Task item: Show each line of the listing in which the word "existing" occurs.

◆ ◆ ◆

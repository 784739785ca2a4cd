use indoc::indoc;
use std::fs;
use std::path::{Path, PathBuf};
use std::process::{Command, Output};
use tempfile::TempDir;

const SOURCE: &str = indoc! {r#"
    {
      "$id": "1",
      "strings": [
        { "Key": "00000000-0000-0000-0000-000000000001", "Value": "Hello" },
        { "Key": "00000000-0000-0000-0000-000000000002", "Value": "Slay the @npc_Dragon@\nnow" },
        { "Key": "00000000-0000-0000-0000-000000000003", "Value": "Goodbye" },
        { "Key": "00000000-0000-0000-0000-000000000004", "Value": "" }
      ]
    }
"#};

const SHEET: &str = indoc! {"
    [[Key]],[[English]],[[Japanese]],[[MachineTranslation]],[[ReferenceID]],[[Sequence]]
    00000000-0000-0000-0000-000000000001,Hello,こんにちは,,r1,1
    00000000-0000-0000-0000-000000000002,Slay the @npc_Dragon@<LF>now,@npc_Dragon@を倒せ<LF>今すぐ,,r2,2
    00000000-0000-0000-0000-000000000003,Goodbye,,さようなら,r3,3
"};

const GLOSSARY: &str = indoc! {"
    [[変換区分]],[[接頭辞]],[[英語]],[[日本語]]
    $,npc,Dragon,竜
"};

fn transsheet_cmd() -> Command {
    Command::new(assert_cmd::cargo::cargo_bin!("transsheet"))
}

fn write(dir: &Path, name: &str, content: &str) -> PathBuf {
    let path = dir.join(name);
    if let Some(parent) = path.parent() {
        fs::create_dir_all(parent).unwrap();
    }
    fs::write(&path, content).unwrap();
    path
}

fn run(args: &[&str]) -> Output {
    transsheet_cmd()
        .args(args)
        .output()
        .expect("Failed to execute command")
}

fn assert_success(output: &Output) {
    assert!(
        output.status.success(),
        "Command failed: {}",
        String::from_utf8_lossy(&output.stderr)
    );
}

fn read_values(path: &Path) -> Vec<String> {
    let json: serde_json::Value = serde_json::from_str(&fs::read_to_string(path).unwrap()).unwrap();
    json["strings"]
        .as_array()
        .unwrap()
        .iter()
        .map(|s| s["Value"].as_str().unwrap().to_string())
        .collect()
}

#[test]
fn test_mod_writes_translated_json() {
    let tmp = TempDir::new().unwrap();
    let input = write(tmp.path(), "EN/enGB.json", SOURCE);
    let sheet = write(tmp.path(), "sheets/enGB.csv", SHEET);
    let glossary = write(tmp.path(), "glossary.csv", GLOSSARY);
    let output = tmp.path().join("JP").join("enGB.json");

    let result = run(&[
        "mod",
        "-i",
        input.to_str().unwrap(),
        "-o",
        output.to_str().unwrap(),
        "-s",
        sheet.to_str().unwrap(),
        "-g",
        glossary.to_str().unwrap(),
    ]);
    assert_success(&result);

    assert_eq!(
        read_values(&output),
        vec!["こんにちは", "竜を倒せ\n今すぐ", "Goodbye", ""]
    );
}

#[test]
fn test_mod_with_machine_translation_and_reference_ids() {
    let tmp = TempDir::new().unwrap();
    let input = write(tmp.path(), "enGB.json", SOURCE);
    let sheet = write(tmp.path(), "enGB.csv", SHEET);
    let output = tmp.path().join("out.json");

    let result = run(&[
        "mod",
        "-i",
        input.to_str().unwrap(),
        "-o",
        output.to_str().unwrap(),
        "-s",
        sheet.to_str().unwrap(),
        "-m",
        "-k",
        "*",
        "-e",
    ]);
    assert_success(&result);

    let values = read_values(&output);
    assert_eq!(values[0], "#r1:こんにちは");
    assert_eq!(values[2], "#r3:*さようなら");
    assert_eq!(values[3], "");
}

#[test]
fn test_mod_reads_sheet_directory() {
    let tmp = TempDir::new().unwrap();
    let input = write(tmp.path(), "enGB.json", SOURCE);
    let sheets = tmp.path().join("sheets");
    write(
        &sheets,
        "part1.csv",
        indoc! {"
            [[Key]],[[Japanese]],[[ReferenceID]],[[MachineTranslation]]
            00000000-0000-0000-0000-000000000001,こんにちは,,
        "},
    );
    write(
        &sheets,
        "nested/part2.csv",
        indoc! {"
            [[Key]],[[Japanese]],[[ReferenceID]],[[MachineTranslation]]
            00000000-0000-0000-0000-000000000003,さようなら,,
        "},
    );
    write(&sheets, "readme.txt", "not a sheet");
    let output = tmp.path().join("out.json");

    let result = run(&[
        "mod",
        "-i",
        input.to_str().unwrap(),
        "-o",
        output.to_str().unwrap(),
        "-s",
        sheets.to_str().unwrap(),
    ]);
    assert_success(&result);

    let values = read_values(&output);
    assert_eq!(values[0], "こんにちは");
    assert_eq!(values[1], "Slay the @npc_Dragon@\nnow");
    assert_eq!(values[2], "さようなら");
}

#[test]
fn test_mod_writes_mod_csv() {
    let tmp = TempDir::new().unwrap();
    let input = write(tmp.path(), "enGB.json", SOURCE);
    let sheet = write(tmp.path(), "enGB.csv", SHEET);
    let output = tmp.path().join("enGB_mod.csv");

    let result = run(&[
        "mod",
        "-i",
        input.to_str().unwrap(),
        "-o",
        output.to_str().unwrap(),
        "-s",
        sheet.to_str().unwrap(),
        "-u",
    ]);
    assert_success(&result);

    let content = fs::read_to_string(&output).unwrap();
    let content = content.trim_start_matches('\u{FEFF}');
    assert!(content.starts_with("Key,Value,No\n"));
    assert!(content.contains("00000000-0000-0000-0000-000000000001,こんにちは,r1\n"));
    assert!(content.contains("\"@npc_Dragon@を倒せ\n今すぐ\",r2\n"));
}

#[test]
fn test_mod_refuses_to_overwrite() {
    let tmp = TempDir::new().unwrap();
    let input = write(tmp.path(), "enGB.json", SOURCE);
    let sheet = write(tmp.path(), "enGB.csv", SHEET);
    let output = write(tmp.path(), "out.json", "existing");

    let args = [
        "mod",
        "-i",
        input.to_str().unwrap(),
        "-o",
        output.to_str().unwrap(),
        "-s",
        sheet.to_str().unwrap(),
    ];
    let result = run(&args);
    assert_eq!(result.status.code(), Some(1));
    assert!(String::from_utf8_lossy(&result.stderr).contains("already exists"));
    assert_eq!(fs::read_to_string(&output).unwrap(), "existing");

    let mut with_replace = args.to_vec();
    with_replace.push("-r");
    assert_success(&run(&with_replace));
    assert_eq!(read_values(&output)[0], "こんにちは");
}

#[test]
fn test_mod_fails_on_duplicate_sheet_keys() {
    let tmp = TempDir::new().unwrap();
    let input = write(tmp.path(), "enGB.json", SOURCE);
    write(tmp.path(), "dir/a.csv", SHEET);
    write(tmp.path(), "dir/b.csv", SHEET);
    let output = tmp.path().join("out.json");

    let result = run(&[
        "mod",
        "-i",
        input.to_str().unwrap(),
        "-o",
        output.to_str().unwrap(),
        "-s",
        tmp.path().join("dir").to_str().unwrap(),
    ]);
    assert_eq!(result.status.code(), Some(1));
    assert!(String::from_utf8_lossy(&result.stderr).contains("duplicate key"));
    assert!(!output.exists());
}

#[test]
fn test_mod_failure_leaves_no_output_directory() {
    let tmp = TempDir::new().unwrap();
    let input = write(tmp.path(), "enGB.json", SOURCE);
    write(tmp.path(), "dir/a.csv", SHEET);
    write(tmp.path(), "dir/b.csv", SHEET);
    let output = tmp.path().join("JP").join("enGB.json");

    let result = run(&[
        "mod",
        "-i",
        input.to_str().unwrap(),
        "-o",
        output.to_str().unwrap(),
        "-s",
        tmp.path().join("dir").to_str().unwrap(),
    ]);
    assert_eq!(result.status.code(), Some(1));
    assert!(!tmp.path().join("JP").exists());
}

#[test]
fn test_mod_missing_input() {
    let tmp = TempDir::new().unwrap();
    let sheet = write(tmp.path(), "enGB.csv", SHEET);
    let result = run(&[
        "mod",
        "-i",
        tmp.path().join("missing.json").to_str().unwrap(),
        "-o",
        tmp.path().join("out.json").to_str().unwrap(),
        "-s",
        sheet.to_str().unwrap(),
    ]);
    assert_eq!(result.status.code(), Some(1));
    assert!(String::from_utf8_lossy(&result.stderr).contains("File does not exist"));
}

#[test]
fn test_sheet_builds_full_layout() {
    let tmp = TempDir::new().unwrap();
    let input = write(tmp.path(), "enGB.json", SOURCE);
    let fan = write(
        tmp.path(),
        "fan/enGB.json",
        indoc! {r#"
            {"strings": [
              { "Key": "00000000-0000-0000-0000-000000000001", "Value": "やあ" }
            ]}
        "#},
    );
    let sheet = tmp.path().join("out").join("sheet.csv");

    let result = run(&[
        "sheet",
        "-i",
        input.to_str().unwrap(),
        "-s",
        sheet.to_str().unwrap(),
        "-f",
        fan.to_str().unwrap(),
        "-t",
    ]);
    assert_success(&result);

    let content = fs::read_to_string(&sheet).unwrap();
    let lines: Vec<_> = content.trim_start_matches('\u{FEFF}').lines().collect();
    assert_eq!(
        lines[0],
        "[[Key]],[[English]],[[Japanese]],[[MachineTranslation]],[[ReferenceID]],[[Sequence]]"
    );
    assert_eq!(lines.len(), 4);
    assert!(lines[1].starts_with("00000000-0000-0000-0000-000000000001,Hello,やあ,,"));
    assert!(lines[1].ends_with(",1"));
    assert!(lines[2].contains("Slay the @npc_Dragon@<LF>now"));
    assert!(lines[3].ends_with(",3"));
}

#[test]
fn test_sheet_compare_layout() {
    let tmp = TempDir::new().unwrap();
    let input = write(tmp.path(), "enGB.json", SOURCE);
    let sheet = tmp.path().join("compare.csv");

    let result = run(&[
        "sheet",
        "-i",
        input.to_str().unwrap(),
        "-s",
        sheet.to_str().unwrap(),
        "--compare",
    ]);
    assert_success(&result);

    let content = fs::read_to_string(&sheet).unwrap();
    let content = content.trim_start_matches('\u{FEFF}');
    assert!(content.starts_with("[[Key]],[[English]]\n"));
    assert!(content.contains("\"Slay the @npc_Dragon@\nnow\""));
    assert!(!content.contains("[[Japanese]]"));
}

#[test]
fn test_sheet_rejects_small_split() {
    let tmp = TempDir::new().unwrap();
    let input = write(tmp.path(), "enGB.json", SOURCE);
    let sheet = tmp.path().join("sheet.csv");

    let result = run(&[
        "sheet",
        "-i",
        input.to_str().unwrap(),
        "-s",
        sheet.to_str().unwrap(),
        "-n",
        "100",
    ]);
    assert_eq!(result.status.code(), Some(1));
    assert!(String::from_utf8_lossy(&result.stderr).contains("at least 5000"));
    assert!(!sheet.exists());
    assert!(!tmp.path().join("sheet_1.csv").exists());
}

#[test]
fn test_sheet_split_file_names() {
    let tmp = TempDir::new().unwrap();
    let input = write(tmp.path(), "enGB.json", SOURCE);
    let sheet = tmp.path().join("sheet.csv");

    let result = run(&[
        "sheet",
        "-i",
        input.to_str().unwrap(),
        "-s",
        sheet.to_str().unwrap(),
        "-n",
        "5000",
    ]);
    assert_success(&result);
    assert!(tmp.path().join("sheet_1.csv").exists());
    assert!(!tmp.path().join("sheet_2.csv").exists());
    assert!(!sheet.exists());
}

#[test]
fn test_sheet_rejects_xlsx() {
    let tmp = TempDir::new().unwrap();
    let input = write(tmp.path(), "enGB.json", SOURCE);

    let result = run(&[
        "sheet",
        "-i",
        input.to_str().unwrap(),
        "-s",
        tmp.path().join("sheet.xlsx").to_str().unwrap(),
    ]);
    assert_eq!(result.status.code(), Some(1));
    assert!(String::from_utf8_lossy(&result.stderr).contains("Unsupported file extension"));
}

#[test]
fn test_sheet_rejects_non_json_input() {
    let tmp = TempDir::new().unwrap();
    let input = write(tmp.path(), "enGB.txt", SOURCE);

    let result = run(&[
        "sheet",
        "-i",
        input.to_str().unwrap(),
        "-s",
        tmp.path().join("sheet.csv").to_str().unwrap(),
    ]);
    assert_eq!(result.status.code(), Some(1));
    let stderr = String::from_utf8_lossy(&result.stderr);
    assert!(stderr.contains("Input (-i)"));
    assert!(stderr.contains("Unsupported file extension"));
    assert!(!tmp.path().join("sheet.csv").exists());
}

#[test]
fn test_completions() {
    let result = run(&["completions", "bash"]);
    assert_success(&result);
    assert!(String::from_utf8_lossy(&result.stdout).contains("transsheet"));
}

◆ ◆ ◆

Answer below:
    let output = write(tmp.path(), "out.json", "existing");
    assert_eq!(fs::read_to_string(&output).unwrap(), "existing");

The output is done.